__The problem__
Repeat each entry word for word.

Data records
*** Block opens ***

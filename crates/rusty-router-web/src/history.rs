//! `window.history` backend and the `popstate` listener

use rusty_router::{History, RouterError};
use tracing::{debug, warn};
use wasm_bindgen::prelude::*;
use wasm_bindgen::JsCast;
use web_sys::{Event, Window};

/// History backed by the browser's session history
#[derive(Debug, Clone)]
pub struct BrowserHistory {
    window: Window,
}

impl BrowserHistory {
    /// Binds to the global `window`
    pub fn new() -> Result<Self, RouterError> {
        let window = web_sys::window().ok_or_else(|| RouterError::History {
            url: String::new(),
            reason: "no global window".to_string(),
        })?;
        Ok(Self { window })
    }

    pub fn window(&self) -> &Window {
        &self.window
    }
}

impl History for BrowserHistory {
    fn current_path(&self) -> String {
        match self.window.location().pathname() {
            Ok(pathname) => pathname,
            Err(err) => {
                warn!(error = ?err, "could not read location.pathname");
                "/".to_string()
            }
        }
    }

    fn push(&self, url: &str) -> Result<(), RouterError> {
        let history = self.window.history().map_err(|err| push_error(url, err))?;
        history
            .push_state_with_url(&JsValue::NULL, "", Some(url))
            .map_err(|err| push_error(url, err))?;

        debug!(url, "pushState");
        Ok(())
    }
}

fn push_error(url: &str, err: JsValue) -> RouterError {
    RouterError::History {
        url: url.to_string(),
        reason: err.as_string().unwrap_or_else(|| format!("{:?}", err)),
    }
}

/// Runs a callback on every `popstate` event; removes itself on drop
pub struct PopStateListener {
    window: Window,
    closure: Closure<dyn FnMut(Event)>,
}

impl PopStateListener {
    pub fn new(window: &Window, on_pop: impl Fn() + 'static) -> Result<Self, JsValue> {
        let closure = Closure::<dyn FnMut(Event)>::new(move |_event: Event| on_pop());
        window.add_event_listener_with_callback("popstate", closure.as_ref().unchecked_ref())?;

        Ok(Self {
            window: window.clone(),
            closure,
        })
    }
}

impl Drop for PopStateListener {
    fn drop(&mut self) {
        let removed = self
            .window
            .remove_event_listener_with_callback("popstate", self.closure.as_ref().unchecked_ref());
        if let Err(err) = removed {
            warn!(error = ?err, "failed to remove popstate listener");
        }
    }
}
// File: src/config.rs
// Purpose: Router configuration parsing from rusty-router.toml

use anyhow::{Context, Result};
use serde::{Deserialize, Serialize};
use std::fs;
use std::path::Path;

use crate::error::RouterError;

/// Router configuration
#[derive(Debug, Clone, PartialEq, Serialize, Deserialize)]
pub struct RouterConfig {
    /// Mount prefix applied to every browser URL (e.g. "/frontend").
    /// Trailing slashes are ignored and "/" means no prefix.
    #[serde(default)]
    pub base_path: String,

    /// Root marker every module address starts with (default: "/app")
    #[serde(default = "default_route_prefix")]
    pub route_prefix: String,

    /// File stem of page modules (default: "page")
    #[serde(default = "default_page_file")]
    pub page_file: String,

    /// File stem of layout modules (default: "layout")
    #[serde(default = "default_layout_file")]
    pub layout_file: String,

    /// File stem of not-found modules (default: "not-found")
    #[serde(default = "default_not_found_file")]
    pub not_found_file: String,

    /// Rank routes with more literal segments first when catch-all presence
    /// and parameter count tie (default: false)
    #[serde(default)]
    pub strict_specificity: bool,
}

fn default_route_prefix() -> String {
    "/app".to_string()
}

fn default_page_file() -> String {
    "page".to_string()
}

fn default_layout_file() -> String {
    "layout".to_string()
}

fn default_not_found_file() -> String {
    "not-found".to_string()
}

impl Default for RouterConfig {
    fn default() -> Self {
        Self {
            base_path: String::new(),
            route_prefix: default_route_prefix(),
            page_file: default_page_file(),
            layout_file: default_layout_file(),
            not_found_file: default_not_found_file(),
            strict_specificity: false,
        }
    }
}

impl RouterConfig {
    /// Load configuration from a TOML file
    ///
    /// A missing or empty file yields the default configuration.
    pub fn load(path: impl AsRef<Path>) -> Result<Self> {
        let path = path.as_ref();

        if !path.exists() {
            return Ok(Self::default());
        }

        let content = fs::read_to_string(path)
            .with_context(|| format!("Failed to read router config: {:?}", path))?;

        Self::from_toml_str(&content)
            .with_context(|| format!("Failed to parse router config: {:?}", path))
    }

    /// Load configuration from default path (./rusty-router.toml)
    pub fn load_default() -> Result<Self> {
        Self::load("rusty-router.toml")
    }

    /// Parse configuration from TOML text
    pub fn from_toml_str(content: &str) -> Result<Self> {
        if content.trim().is_empty() {
            return Ok(Self::default());
        }

        let config: RouterConfig = toml::from_str(content)?;
        config.validate()?;
        Ok(config)
    }

    /// Sets the mount prefix
    pub fn with_base_path(mut self, base_path: impl Into<String>) -> Self {
        self.base_path = base_path.into();
        self
    }

    /// Sets the root marker of module addresses
    pub fn with_route_prefix(mut self, route_prefix: impl Into<String>) -> Self {
        self.route_prefix = route_prefix.into();
        self
    }

    pub fn with_strict_specificity(mut self, strict: bool) -> Self {
        self.strict_specificity = strict;
        self
    }

    /// Checks the invariants the compiler relies on
    pub fn validate(&self) -> Result<(), RouterError> {
        if !self.route_prefix.starts_with('/') {
            return Err(RouterError::Config(format!(
                "route_prefix must start with '/', got {:?}",
                self.route_prefix
            )));
        }

        let stems = [
            ("page_file", &self.page_file),
            ("layout_file", &self.layout_file),
            ("not_found_file", &self.not_found_file),
        ];
        for (field, stem) in stems {
            if stem.is_empty() || stem.contains('/') {
                return Err(RouterError::Config(format!(
                    "{} must be a bare file stem, got {:?}",
                    field, stem
                )));
            }
        }

        Ok(())
    }
}

#[cfg(test)]
mod tests {
    use super::*;
    use std::io::Write;

    #[test]
    fn test_default_config() {
        let config = RouterConfig::default();
        assert_eq!(config.base_path, "");
        assert_eq!(config.route_prefix, "/app");
        assert_eq!(config.page_file, "page");
        assert_eq!(config.layout_file, "layout");
        assert!(!config.strict_specificity);
    }

    #[test]
    fn test_empty_config() {
        let config = RouterConfig::from_toml_str("  \n").unwrap();
        assert_eq!(config, RouterConfig::default());
    }

    #[test]
    fn test_custom_config() {
        let toml = r#"
            base_path = "/frontend/"
            route_prefix = "/src/routes"
            strict_specificity = true
        "#;
        let config = RouterConfig::from_toml_str(toml).unwrap();
        assert_eq!(config.base_path, "/frontend/");
        assert_eq!(config.route_prefix, "/src/routes");
        assert_eq!(config.page_file, "page");
        assert!(config.strict_specificity);
    }

    #[test]
    fn test_invalid_route_prefix() {
        let err = RouterConfig::from_toml_str(r#"route_prefix = "app""#).unwrap_err();
        assert!(err.to_string().contains("route_prefix"));
    }

    #[test]
    fn test_invalid_stem() {
        let config = RouterConfig {
            page_file: "pages/page".to_string(),
            ..RouterConfig::default()
        };
        assert!(matches!(config.validate(), Err(RouterError::Config(_))));
    }

    #[test]
    fn test_load_missing_file() {
        let config = RouterConfig::load("/definitely/not/here/rusty-router.toml").unwrap();
        assert_eq!(config, RouterConfig::default());
    }

    #[test]
    fn test_load_file() {
        let path = std::env::temp_dir().join(format!(
            "rusty-router-config-{}.toml",
            std::process::id()
        ));
        let mut file = fs::File::create(&path).unwrap();
        writeln!(file, r#"base_path = "/admin""#).unwrap();

        let config = RouterConfig::load(&path).unwrap();
        assert_eq!(config.base_path, "/admin");

        fs::remove_file(&path).unwrap();
    }
}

*** Block closes ***

__Answer to the problem__
filename crates/rusty-router-web/src/history.rs
//! `window.history` backend and the `popstate` listener

use rusty_router::{History, RouterError};
use tracing::{debug, warn};
use wasm_bindgen::prelude::*;
use wasm_bindgen::JsCast;
use web_sys::{Event, Window};

/// History backed by the browser's session history
#[derive(Debug, Clone)]
pub struct BrowserHistory {
    window: Window,
}

impl BrowserHistory {
    /// Binds to the global `window`
    pub fn new() -> Result<Self, RouterError> {
        let window = web_sys::window().ok_or_else(|| RouterError::History {
            url: String::new(),
            reason: "no global window".to_string(),
        })?;
        Ok(Self { window })
    }

    pub fn window(&self) -> &Window {
        &self.window
    }
}

impl History for BrowserHistory {
    fn current_path(&self) -> String {
        match self.window.location().pathname() {
            Ok(pathname) => pathname,
            Err(err) => {
                warn!(error = ?err, "could not read location.pathname");
                "/".to_string()
            }
        }
    }

    fn push(&self, url: &str) -> Result<(), RouterError> {
        let history = self.window.history().map_err(|err| push_error(url, err))?;
        history
            .push_state_with_url(&JsValue::NULL, "", Some(url))
            .map_err(|err| push_error(url, err))?;

        debug!(url, "pushState");
        Ok(())
    }
}

fn push_error(url: &str, err: JsValue) -> RouterError {
    RouterError::History {
        url: url.to_string(),
        reason: err.as_string().unwrap_or_else(|| format!("{:?}", err)),
    }
}

/// Runs a callback on every `popstate` event; removes itself on drop
pub struct PopStateListener {
    window: Window,
    closure: Closure<dyn FnMut(Event)>,
}

impl PopStateListener {
    pub fn new(window: &Window, on_pop: impl Fn() + 'static) -> Result<Self, JsValue> {
        let closure = Closure::<dyn FnMut(Event)>::new(move |_event: Event| on_pop());
        window.add_event_listener_with_callback("popstate", closure.as_ref().unchecked_ref())?;

        Ok(Self {
            window: window.clone(),
            closure,
        })
    }
}

impl Drop for PopStateListener {
    fn drop(&mut self) {
        let removed = self
            .window
            .remove_event_listener_with_callback("popstate", self.closure.as_ref().unchecked_ref());
        if let Err(err) = removed {
            warn!(error = ?err, "failed to remove popstate listener");
        }
    }
}
// File: src/config.rs
// Purpose: Router configuration parsing from rusty-router.toml

use anyhow::{Context, Result};
use serde::{Deserialize, Serialize};
use std::fs;
use std::path::Path;

use crate::error::RouterError;

/// Router configuration
#[derive(Debug, Clone, PartialEq, Serialize, Deserialize)]
pub struct RouterConfig {
    /// Mount prefix applied to every browser URL (e.g. "/frontend").
    /// Trailing slashes are ignored and "/" means no prefix.
    #[serde(default)]
    pub base_path: String,

    /// Root marker every module address starts with (default: "/app")
    #[serde(default = "default_route_prefix")]
    pub route_prefix: String,

    /// File stem of page modules (default: "page")
    #[serde(default = "default_page_file")]
    pub page_file: String,

    /// File stem of layout modules (default: "layout")
    #[serde(default = "default_layout_file")]
    pub layout_file: String,

    /// File stem of not-found modules (default: "not-found")
    #[serde(default = "default_not_found_file")]
    pub not_found_file: String,

    /// Rank routes with more literal segments first when catch-all presence
    /// and parameter count tie (default: false)
    #[serde(default)]
    pub strict_specificity: bool,
}

fn default_route_prefix() -> String {
    "/app".to_string()
}

fn default_page_file() -> String {
    "page".to_string()
}

fn default_layout_file() -> String {
    "layout".to_string()
}

fn default_not_found_file() -> String {
    "not-found".to_string()
}

impl Default for RouterConfig {
    fn default() -> Self {
        Self {
            base_path: String::new(),
            route_prefix: default_route_prefix(),
            page_file: default_page_file(),
            layout_file: default_layout_file(),
            not_found_file: default_not_found_file(),
            strict_specificity: false,
        }
    }
}

impl RouterConfig {
    /// Load configuration from a TOML file
    ///
    /// A missing or empty file yields the default configuration.
    pub fn load(path: impl AsRef<Path>) -> Result<Self> {
        let path = path.as_ref();

        if !path.exists() {
            return Ok(Self::default());
        }

        let content = fs::read_to_string(path)
            .with_context(|| format!("Failed to read router config: {:?}", path))?;

        Self::from_toml_str(&content)
            .with_context(|| format!("Failed to parse router config: {:?}", path))
    }

    /// Load configuration from default path (./rusty-router.toml)
    pub fn load_default() -> Result<Self> {
        Self::load("rusty-router.toml")
    }

    /// Parse configuration from TOML text
    pub fn from_toml_str(content: &str) -> Result<Self> {
        if content.trim().is_empty() {
            return Ok(Self::default());
        }

        let config: RouterConfig = toml::from_str(content)?;
        config.validate()?;
        Ok(config)
    }

    /// Sets the mount prefix
    pub fn with_base_path(mut self, base_path: impl Into<String>) -> Self {
        self.base_path = base_path.into();
        self
    }

    /// Sets the root marker of module addresses
    pub fn with_route_prefix(mut self, route_prefix: impl Into<String>) -> Self {
        self.route_prefix = route_prefix.into();
        self
    }

    pub fn with_strict_specificity(mut self, strict: bool) -> Self {
        self.strict_specificity = strict;
        self
    }

    /// Checks the invariants the compiler relies on
    pub fn validate(&self) -> Result<(), RouterError> {
        if !self.route_prefix.starts_with('/') {
            return Err(RouterError::Config(format!(
                "route_prefix must start with '/', got {:?}",
                self.route_prefix
            )));
        }

        let stems = [
            ("page_file", &self.page_file),
            ("layout_file", &self.layout_file),
            ("not_found_file", &self.not_found_file),
        ];
        for (field, stem) in stems {
            if stem.is_empty() || stem.contains('/') {
                return Err(RouterError::Config(format!(
                    "{} must be a bare file stem, got {:?}",
                    field, stem
                )));
            }
        }

        Ok(())
    }
}

#[cfg(test)]
mod tests {
    use super::*;
    use std::io::Write;

    #[test]
    fn test_default_config() {
        let config = RouterConfig::default();
        assert_eq!(config.base_path, "");
        assert_eq!(config.route_prefix, "/app");
        assert_eq!(config.page_file, "page");
        assert_eq!(config.layout_file, "layout");
        assert!(!config.strict_specificity);
    }

    #[test]
    fn test_empty_config() {
        let config = RouterConfig::from_toml_str("  \n").unwrap();
        assert_eq!(config, RouterConfig::default());
    }

    #[test]
    fn test_custom_config() {
        let toml = r#"
            base_path = "/frontend/"
            route_prefix = "/src/routes"
            strict_specificity = true
        "#;
        let config = RouterConfig::from_toml_str(toml).unwrap();
        assert_eq!(config.base_path, "/frontend/");
        assert_eq!(config.route_prefix, "/src/routes");
        assert_eq!(config.page_file, "page");
        assert!(config.strict_specificity);
    }

    #[test]
    fn test_invalid_route_prefix() {
        let err = RouterConfig::from_toml_str(r#"route_prefix = "app""#).unwrap_err();
        assert!(err.to_string().contains("route_prefix"));
    }

    #[test]
    fn test_invalid_stem() {
        let config = RouterConfig {
            page_file: "pages/page".to_string(),
            ..RouterConfig::default()
        };
        assert!(matches!(config.validate(), Err(RouterError::Config(_))));
    }

    #[test]
    fn test_load_missing_file() {
        let config = RouterConfig::load("/definitely/not/here/rusty-router.toml").unwrap();
        assert_eq!(config, RouterConfig::default());
    }

    #[test]
    fn test_load_file() {
        let path = std::env::temp_dir().join(format!(
            "rusty-router-config-{}.toml",
            std::process::id()
        ));
        let mut file = fs::File::create(&path).unwrap();
        writeln!(file, r#"base_path = "/admin""#).unwrap();

        let config = RouterConfig::load(&path).unwrap();
        assert_eq!(config.base_path, "/admin");

        fs::remove_file(&path).unwrap();
    }
}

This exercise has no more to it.